### What is being asked:
Look through the data below and extract, unchanged, the lines from the one that contains "let mid = root.child(Slot::ZERO);" to the one that contains "edited.insert(10, 10);", both included.

+++

//! Hand-traced shapes with exact hashes.

use std::sync::Arc;

use crate::bitmap::{Bitmap, Bucket, Slot};
use crate::tests::exact_tree;

fn buckets(values: &[u32]) -> Bitmap {
    values
        .iter()
        .fold(Bitmap::EMPTY, |map, &b| map.inserting(Bucket::new(b)))
}

/// 3 and 35 share bucket 3 at the root and split one level down.
#[test]
fn shared_prefix_spawns_child() {
    let tree = exact_tree([3, 35, 9, 20]);
    let root = tree.root();

    assert_eq!(root.item_map(), buckets(&[9, 20]));
    assert_eq!(root.child_map(), buckets(&[3]));

    let child = root.child(Slot::ZERO);
    assert_eq!(child.item_map(), buckets(&[0, 1]));
    assert_eq!(child.child_map(), Bitmap::EMPTY);
    assert_eq!(child.count(), 2);
    assert_eq!(root.count(), 4);
    tree.check_invariants();
}

/// Removing 35 leaves a singleton child, which is pulled back into the root.
#[test]
fn singleton_child_is_inlined() {
    let mut tree = exact_tree([3, 35, 9, 20]);
    assert_eq!(tree.remove(&35), Some(35));

    let root = tree.root();
    assert_eq!(root.item_map(), buckets(&[3, 9, 20]));
    assert_eq!(root.child_map(), Bitmap::EMPTY);
    tree.check_invariants();
}

/// Items sit in ascending bucket order, before the children.
#[test]
fn iteration_follows_bucket_order() {
    let tree = exact_tree([20, 35, 9, 3, 1]);
    let keys: Vec<u64> = tree.keys().copied().collect();
    assert_eq!(keys, [1, 9, 20, 3, 35]);
}

/// Keys sharing 10 low bits nest two levels deep.
#[test]
fn two_level_split() {
    let a = 7;
    let b = 7 | (1 << 10);
    let tree = exact_tree([a, b]);
    let root = tree.root();
    assert_eq!(root.child_map(), buckets(&[7]));
    let mid = root.child(Slot::ZERO);
    assert_eq!(mid.item_map(), Bitmap::EMPTY);
    assert_eq!(mid.child_map(), buckets(&[0]));
    let leaf = mid.child(Slot::ZERO);
    assert_eq!(leaf.item_map(), buckets(&[0, 1]));
    tree.check_invariants();

    let mut shrunk = tree.clone();
    shrunk.remove(&b);
    assert_eq!(shrunk.root().item_map(), buckets(&[7]));
    assert_eq!(shrunk.root().child_map(), Bitmap::EMPTY);
    shrunk.check_invariants();
}

/// An insert after a clone copies the root path and shares the rest.
#[test]
fn insert_copies_only_its_path() {
    let base = exact_tree([3, 35, 9, 20]);
    let mut edited = base.clone();
    edited.insert(10, 10);

    assert!(!edited.ptr_eq(&base));
    assert!(Arc::ptr_eq(
        base.root().child(Slot::ZERO),
        edited.root().child(Slot::ZERO)
    ));
    assert_eq!(base.len(), 4);
    assert_eq!(edited.len(), 5);
}

/// A unique root is edited in place.
#[test]
fn unique_root_is_edited_in_place() {
    let mut tree = exact_tree([3, 35, 9, 20]);
    let before = Arc::as_ptr(tree.root());
    tree.insert(10, 10);
    assert_eq!(Arc::as_ptr(tree.root()), before);
}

+++

### Problem solution:
    let mid = root.child(Slot::ZERO);
    assert_eq!(mid.item_map(), Bitmap::EMPTY);
    assert_eq!(mid.child_map(), buckets(&[0]));
    let leaf = mid.child(Slot::ZERO);
    assert_eq!(leaf.item_map(), buckets(&[0, 1]));
    tree.check_invariants();

    let mut shrunk = tree.clone();
    shrunk.remove(&b);
    assert_eq!(shrunk.root().item_map(), buckets(&[7]));
    assert_eq!(shrunk.root().child_map(), Bitmap::EMPTY);
    shrunk.check_invariants();
}

/// An insert after a clone copies the root path and shares the rest.
#[test]
fn insert_copies_only_its_path() {
    let base = exact_tree([3, 35, 9, 20]);
    let mut edited = base.clone();
    edited.insert(10, 10);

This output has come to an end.